* REQUIRED WORK:
Lines before the one containing "supported retailer must" are excluded; retype that line and all remaining lines of the material exactly.

* RECORDS PROVIDED:
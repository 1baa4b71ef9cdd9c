use serde::{Deserialize, Serialize};

use crate::domain::product::filters::{DEFAULT_SEARCH_LIMIT, ProductSearchFilters};
use crate::domain::product::model::Product;
use crate::domain::product::value_objects::Retailer;

/// Source marker carried by every aggregated card so the UI can tell
/// them apart from member-owned rental listings.
pub const CARD_SOURCE: &str = "product-aggregation";

/// Where a card's synthetic owner avatar is served from.
fn retailer_avatar(retailer: Retailer) -> String {
    format!("/images/retailers/{}.svg", retailer)
}

#[derive(Debug, Clone, Serialize, Deserialize)]
pub struct ProductLink {
    pub url: String,
    pub retailer: Retailer,
    pub price: f64,
    pub affiliate_url: Option<String>,
}

/// Synthetic owner shown on aggregated cards: the retailer stands in for
/// a platform member.
#[derive(Debug, Clone, Serialize, Deserialize)]
pub struct CardOwner {
    pub display_name: String,
    pub avatar_url: String,
}

/// Display-ready record the UI renders in its card grid.
#[derive(Debug, Clone, Serialize, Deserialize)]
pub struct OutfitCard {
    pub id: String,
    pub images: Vec<String>,
    pub title: String,
    pub price: f64,
    pub brand: Option<String>,
    /// Aggregated retail items are never rentable.
    pub is_rentable: bool,
    pub product_links: Vec<ProductLink>,
    pub source: String,
    pub owner: CardOwner,
}

impl OutfitCard {
    pub fn from_product(product: Product) -> Self {
        let link = ProductLink {
            url: product.product_url.clone(),
            retailer: product.retailer,
            price: product.price,
            affiliate_url: product.affiliate_url.clone(),
        };
        let owner = CardOwner {
            display_name: product.retailer.to_string(),
            avatar_url: retailer_avatar(product.retailer),
        };

        Self {
            id: product.product_id,
            images: product.images,
            title: product.title,
            price: product.price,
            brand: product.brand,
            is_rentable: false,
            product_links: vec![link],
            source: CARD_SOURCE.to_string(),
            owner,
        }
    }
}

/// Loosely-typed filter shape as the UI sends it: enum values arrive as
/// plain strings and unparseable ones are dropped rather than rejected.
#[derive(Debug, Clone, Default, Serialize, Deserialize)]
pub struct CardSearchQuery {
    pub query: Option<String>,
    pub category: Option<String>,
    pub event_type: Option<String>,
    pub size: Option<String>,
    pub price_min: Option<f64>,
    pub price_max: Option<f64>,
    pub brand: Option<String>,
    pub color: Option<String>,
    pub retailers: Option<Vec<String>>,
    pub limit: Option<usize>,
    pub offset: Option<usize>,
}

impl CardSearchQuery {
    pub fn into_filters(self) -> ProductSearchFilters {
        let retailers = self.retailers.map(|names| {
            names
                .iter()
                .filter_map(|name| name.parse::<Retailer>().ok())
                .collect::<Vec<_>>()
        });

        ProductSearchFilters {
            category: self.category.and_then(|value| value.parse().ok()),
            event_type: self.event_type,
            size: self.size,
            price_min: self.price_min,
            price_max: self.price_max,
            brand: self.brand,
            color: self.color,
            keywords: self.query,
            retailers,
            limit: Some(self.limit.unwrap_or(DEFAULT_SEARCH_LIMIT)),
            offset: self.offset,
        }
    }
}

#[cfg(test)]
mod tests {
    use super::*;
    use crate::domain::product::model::NewProductProps;
    use crate::domain::product::value_objects::{Availability, Category};

    fn sample_product() -> Product {
        Product::new(NewProductProps {
            source_id: "v1|12345|0".to_string(),
            retailer: Retailer::Ebay,
            title: "Vintage Team Jersey".to_string(),
            description: None,
            images: vec!["https://i.ebayimg.com/jersey.jpg".to_string()],
            brand: Some("Nike".to_string()),
            price: 42.5,
            currency: "USD".to_string(),
            availability: Availability::InStock,
            product_url: "https://www.ebay.com/itm/12345".to_string(),
            affiliate_url: Some("https://www.ebay.com/itm/12345?campid=555".to_string()),
            category: Category::Top,
            sizes: None,
            colors: None,
            tags: None,
            event_types: None,
        })
    }

    #[test]
    fn should_mark_aggregated_cards_as_not_rentable() {
        let card = OutfitCard::from_product(sample_product());
        assert!(!card.is_rentable);
        assert_eq!(card.source, CARD_SOURCE);
    }

    #[test]
    fn should_carry_one_product_link_with_affiliate_url() {
        let card = OutfitCard::from_product(sample_product());
        assert_eq!(card.product_links.len(), 1);
        let link = &card.product_links[0];
        assert_eq!(link.retailer, Retailer::Ebay);
        assert_eq!(link.price, 42.5);
        assert!(link.affiliate_url.as_deref().unwrap().contains("campid"));
    }

    #[test]
    fn should_synthesize_owner_from_retailer() {
        let card = OutfitCard::from_product(sample_product());
        assert_eq!(card.owner.display_name, "ebay");
        assert_eq!(card.owner.avatar_url, "/images/retailers/ebay.svg");
    }

    #[test]
    fn should_apply_default_limit_when_translating_query() {
        let filters = CardSearchQuery::default().into_filters();
        assert_eq!(filters.limit, Some(DEFAULT_SEARCH_LIMIT));
    }

    #[test]
    fn should_parse_category_and_retailer_strings() {
        let query = CardSearchQuery {
            category: Some("dress".to_string()),
            retailers: Some(vec!["amazon".to_string(), "walmart".to_string()]),
            ..Default::default()
        };
        let filters = query.into_filters();
        assert_eq!(filters.category, Some(Category::Dress));
        assert_eq!(filters.retailers, Some(vec![Retailer::Amazon]));
    }

    #[test]
    fn should_keep_empty_restriction_when_nothing_parses() {
        // An explicit restriction that names no supported retailer must
        // not silently widen the fan-out to every registered one.
        let query = CardSearchQuery {
            retailers: Some(vec!["walmart".to_string()]),
            ..Default::default()
        };
        assert_eq!(query.into_filters().retailers, Some(vec![]));
    }
}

* RESPONSE TO THIS TASK:
        // An explicit restriction that names no supported retailer must
        // not silently widen the fan-out to every registered one.
        let query = CardSearchQuery {
            retailers: Some(vec!["walmart".to_string()]),
            ..Default::default()
        };
        assert_eq!(query.into_filters().retailers, Some(vec![]));
    }
}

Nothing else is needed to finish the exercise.